## MATERIAL FOR THIS TASK:
use async_trait::async_trait;
use bytes::{Bytes, BytesMut};
use futures::{Stream, StreamExt};
use serde_json::Value;
use std::time::Duration;
use tracing::{debug, info, warn};
use url::Url;

use super::ClipSource;
use crate::error::SynthesisError;

/// Límite de tamaño para un clip sintetizado (unos 3 minutos de WAV mono 24 kHz)
const MAX_CLIP_BYTES: usize = 8 * 1024 * 1024;

/// Cliente HTTP para un motor compatible con VOICEVOX.
///
/// La síntesis son dos peticiones: `POST /audio_query` construye la consulta
/// a partir del texto y `POST /synthesis` la convierte en WAV.
#[derive(Debug, Clone)]
pub struct VoicevoxClient {
    client: reqwest::Client,
    base_url: Url,
}

impl VoicevoxClient {
    pub fn new(base_url: &str, timeout: Duration) -> Result<Self, SynthesisError> {
        let client = reqwest::Client::builder()
            .timeout(timeout)
            .user_agent(concat!("open-voice/", env!("CARGO_PKG_VERSION")))
            .build()?;

        Ok(Self {
            client,
            base_url: normalize_base(base_url)?,
        })
    }

    pub fn base_url(&self) -> &Url {
        &self.base_url
    }

    fn audio_query_url(&self, speaker: u32, text: &str) -> Result<Url, SynthesisError> {
        let mut url = self.base_url.join("audio_query")?;
        url.query_pairs_mut()
            .append_pair("text", text)
            .append_pair("speaker", &speaker.to_string());
        Ok(url)
    }

    fn synthesis_url(&self, speaker: u32) -> Result<Url, SynthesisError> {
        let mut url = self.base_url.join("synthesis")?;
        url.query_pairs_mut()
            .append_pair("speaker", &speaker.to_string());
        Ok(url)
    }

    async fn audio_query(&self, speaker: u32, text: &str) -> Result<Value, SynthesisError> {
        let response = self
            .client
            .post(self.audio_query_url(speaker, text)?)
            .send()
            .await?;

        if !response.status().is_success() {
            return Err(SynthesisError::Status(response.status().as_u16()));
        }

        Ok(response.json().await?)
    }

    async fn synthesis(&self, speaker: u32, query: &Value) -> Result<Bytes, SynthesisError> {
        let response = self
            .client
            .post(self.synthesis_url(speaker)?)
            .header(reqwest::header::ACCEPT, "audio/wav")
            .json(query)
            .send()
            .await?;

        if !response.status().is_success() {
            return Err(SynthesisError::Status(response.status().as_u16()));
        }

        read_capped(response.bytes_stream(), MAX_CLIP_BYTES).await
    }

    /// Versión del motor (`GET /version`), usada por el health check
    pub async fn version(&self) -> Result<String, SynthesisError> {
        let response = self.client.get(self.base_url.join("version")?).send().await?;

        if !response.status().is_success() {
            return Err(SynthesisError::Status(response.status().as_u16()));
        }

        let version = match response.json::<Value>().await? {
            Value::String(v) => v,
            other => other.to_string(),
        };
        info!("🗣️ Motor de voz en {} (versión {})", self.base_url, version);
        Ok(version)
    }
}

#[async_trait]
impl ClipSource for VoicevoxClient {
    async fn synthesize(&self, speaker: u32, text: &str) -> Result<Bytes, SynthesisError> {
        debug!("🗣️ Sintetizando {} caracteres con voz {}", text.chars().count(), speaker);

        let query = self.audio_query(speaker, text).await?;
        let audio = self.synthesis(speaker, &query).await?;

        if audio.is_empty() {
            return Err(SynthesisError::Empty);
        }

        debug!("✅ Clip sintetizado: {} bytes", audio.len());
        Ok(audio)
    }

    fn source_name(&self) -> &'static str {
        "VOICEVOX"
    }
}

/// Collects a response body, failing once it grows past `limit` bytes.
async fn read_capped<S, E>(stream: S, limit: usize) -> Result<Bytes, SynthesisError>
where
    S: Stream<Item = Result<Bytes, E>>,
    SynthesisError: From<E>,
{
    let mut stream = std::pin::pin!(stream);
    let mut body = BytesMut::new();
    while let Some(chunk) = stream.next().await {
        let chunk = chunk?;
        if body.len() + chunk.len() > limit {
            warn!("⚠️ Clip de más de {} bytes descartado", limit);
            return Err(SynthesisError::TooLarge(limit));
        }
        body.extend_from_slice(&chunk);
    }

    Ok(body.freeze())
}

/// `Url::join` replaces the last path segment unless the base ends in `/`.
fn normalize_base(base_url: &str) -> Result<Url, url::ParseError> {
    let trimmed = base_url.trim();
    if trimmed.ends_with('/') {
        Url::parse(trimmed)
    } else {
        Url::parse(&format!("{}/", trimmed))
    }
}

#[cfg(test)]
mod tests {
    use super::*;
    use pretty_assertions::assert_eq;

    fn client(base: &str) -> VoicevoxClient {
        VoicevoxClient::new(base, Duration::from_secs(5)).unwrap()
    }

    #[test]
    fn test_audio_query_url_encodes_text() {
        let url = client("http://localhost:50031")
            .audio_query_url(3, "hola & adiós")
            .unwrap();

        assert_eq!(url.path(), "/audio_query");
        let pairs: Vec<(String, String)> = url.query_pairs().into_owned().collect();
        assert_eq!(
            pairs,
            vec![
                ("text".to_string(), "hola & adiós".to_string()),
                ("speaker".to_string(), "3".to_string()),
            ]
        );
    }

    #[test]
    fn test_base_path_is_kept() {
        let voicevox = client("http://engine.local:8080/tts");
        assert_eq!(
            voicevox.synthesis_url(0).unwrap().as_str(),
            "http://engine.local:8080/tts/synthesis?speaker=0"
        );
        assert_eq!(voicevox.base_url().as_str(), "http://engine.local:8080/tts/");
    }

    #[test]
    fn test_invalid_base_url_is_rejected() {
        let result = VoicevoxClient::new("no es una url", Duration::from_secs(5));
        assert!(matches!(result, Err(SynthesisError::Url(_))));
    }

    fn chunks(sizes: &[usize]) -> impl Stream<Item = Result<Bytes, SynthesisError>> {
        let items: Vec<_> = sizes.iter().map(|n| Ok(Bytes::from(vec![1u8; *n]))).collect();
        futures::stream::iter(items)
    }

    #[tokio::test]
    async fn test_body_within_limit_is_collected() {
        let body = read_capped(chunks(&[4, 4, 2]), 10).await.unwrap();
        assert_eq!(body.len(), 10);
    }

    #[tokio::test]
    async fn test_oversized_body_is_an_error() {
        let result = read_capped(chunks(&[6, 6]), 10).await;
        assert!(matches!(result, Err(SynthesisError::TooLarge(10))));
    }
}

## YOUR OBJECTIVE:
The entries above must be retyped exactly, down to the last character.

## SOLUTION BELOW:
use async_trait::async_trait;
use bytes::{Bytes, BytesMut};
use futures::{Stream, StreamExt};
use serde_json::Value;
use std::time::Duration;
use tracing::{debug, info, warn};
use url::Url;

use super::ClipSource;
use crate::error::SynthesisError;

/// Límite de tamaño para un clip sintetizado (unos 3 minutos de WAV mono 24 kHz)
const MAX_CLIP_BYTES: usize = 8 * 1024 * 1024;

/// Cliente HTTP para un motor compatible con VOICEVOX.
///
/// La síntesis son dos peticiones: `POST /audio_query` construye la consulta
/// a partir del texto y `POST /synthesis` la convierte en WAV.
#[derive(Debug, Clone)]
pub struct VoicevoxClient {
    client: reqwest::Client,
    base_url: Url,
}

impl VoicevoxClient {
    pub fn new(base_url: &str, timeout: Duration) -> Result<Self, SynthesisError> {
        let client = reqwest::Client::builder()
            .timeout(timeout)
            .user_agent(concat!("open-voice/", env!("CARGO_PKG_VERSION")))
            .build()?;

        Ok(Self {
            client,
            base_url: normalize_base(base_url)?,
        })
    }

    pub fn base_url(&self) -> &Url {
        &self.base_url
    }

    fn audio_query_url(&self, speaker: u32, text: &str) -> Result<Url, SynthesisError> {
        let mut url = self.base_url.join("audio_query")?;
        url.query_pairs_mut()
            .append_pair("text", text)
            .append_pair("speaker", &speaker.to_string());
        Ok(url)
    }

    fn synthesis_url(&self, speaker: u32) -> Result<Url, SynthesisError> {
        let mut url = self.base_url.join("synthesis")?;
        url.query_pairs_mut()
            .append_pair("speaker", &speaker.to_string());
        Ok(url)
    }

    async fn audio_query(&self, speaker: u32, text: &str) -> Result<Value, SynthesisError> {
        let response = self
            .client
            .post(self.audio_query_url(speaker, text)?)
            .send()
            .await?;

        if !response.status().is_success() {
            return Err(SynthesisError::Status(response.status().as_u16()));
        }

        Ok(response.json().await?)
    }

    async fn synthesis(&self, speaker: u32, query: &Value) -> Result<Bytes, SynthesisError> {
        let response = self
            .client
            .post(self.synthesis_url(speaker)?)
            .header(reqwest::header::ACCEPT, "audio/wav")
            .json(query)
            .send()
            .await?;

        if !response.status().is_success() {
            return Err(SynthesisError::Status(response.status().as_u16()));
        }

        read_capped(response.bytes_stream(), MAX_CLIP_BYTES).await
    }

    /// Versión del motor (`GET /version`), usada por el health check
    pub async fn version(&self) -> Result<String, SynthesisError> {
        let response = self.client.get(self.base_url.join("version")?).send().await?;

        if !response.status().is_success() {
            return Err(SynthesisError::Status(response.status().as_u16()));
        }

        let version = match response.json::<Value>().await? {
            Value::String(v) => v,
            other => other.to_string(),
        };
        info!("🗣️ Motor de voz en {} (versión {})", self.base_url, version);
        Ok(version)
    }
}

#[async_trait]
impl ClipSource for VoicevoxClient {
    async fn synthesize(&self, speaker: u32, text: &str) -> Result<Bytes, SynthesisError> {
        debug!("🗣️ Sintetizando {} caracteres con voz {}", text.chars().count(), speaker);

        let query = self.audio_query(speaker, text).await?;
        let audio = self.synthesis(speaker, &query).await?;

        if audio.is_empty() {
            return Err(SynthesisError::Empty);
        }

        debug!("✅ Clip sintetizado: {} bytes", audio.len());
        Ok(audio)
    }

    fn source_name(&self) -> &'static str {
        "VOICEVOX"
    }
}

/// Collects a response body, failing once it grows past `limit` bytes.
async fn read_capped<S, E>(stream: S, limit: usize) -> Result<Bytes, SynthesisError>
where
    S: Stream<Item = Result<Bytes, E>>,
    SynthesisError: From<E>,
{
    let mut stream = std::pin::pin!(stream);
    let mut body = BytesMut::new();
    while let Some(chunk) = stream.next().await {
        let chunk = chunk?;
        if body.len() + chunk.len() > limit {
            warn!("⚠️ Clip de más de {} bytes descartado", limit);
            return Err(SynthesisError::TooLarge(limit));
        }
        body.extend_from_slice(&chunk);
    }

    Ok(body.freeze())
}

/// `Url::join` replaces the last path segment unless the base ends in `/`.
fn normalize_base(base_url: &str) -> Result<Url, url::ParseError> {
    let trimmed = base_url.trim();
    if trimmed.ends_with('/') {
        Url::parse(trimmed)
    } else {
        Url::parse(&format!("{}/", trimmed))
    }
}

#[cfg(test)]
mod tests {
    use super::*;
    use pretty_assertions::assert_eq;

    fn client(base: &str) -> VoicevoxClient {
        VoicevoxClient::new(base, Duration::from_secs(5)).unwrap()
    }

    #[test]
    fn test_audio_query_url_encodes_text() {
        let url = client("http://localhost:50031")
            .audio_query_url(3, "hola & adiós")
            .unwrap();

        assert_eq!(url.path(), "/audio_query");
        let pairs: Vec<(String, String)> = url.query_pairs().into_owned().collect();
        assert_eq!(
            pairs,
            vec![
                ("text".to_string(), "hola & adiós".to_string()),
                ("speaker".to_string(), "3".to_string()),
            ]
        );
    }

    #[test]
    fn test_base_path_is_kept() {
        let voicevox = client("http://engine.local:8080/tts");
        assert_eq!(
            voicevox.synthesis_url(0).unwrap().as_str(),
            "http://engine.local:8080/tts/synthesis?speaker=0"
        );
        assert_eq!(voicevox.base_url().as_str(), "http://engine.local:8080/tts/");
    }

    #[test]
    fn test_invalid_base_url_is_rejected() {
        let result = VoicevoxClient::new("no es una url", Duration::from_secs(5));
        assert!(matches!(result, Err(SynthesisError::Url(_))));
    }

    fn chunks(sizes: &[usize]) -> impl Stream<Item = Result<Bytes, SynthesisError>> {
        let items: Vec<_> = sizes.iter().map(|n| Ok(Bytes::from(vec![1u8; *n]))).collect();
        futures::stream::iter(items)
    }

    #[tokio::test]
    async fn test_body_within_limit_is_collected() {
        let body = read_capped(chunks(&[4, 4, 2]), 10).await.unwrap();
        assert_eq!(body.len(), 10);
    }

    #[tokio::test]
    async fn test_oversized_body_is_an_error() {
        let result = read_capped(chunks(&[6, 6]), 10).await;
        assert!(matches!(result, Err(SynthesisError::TooLarge(10))));
    }
}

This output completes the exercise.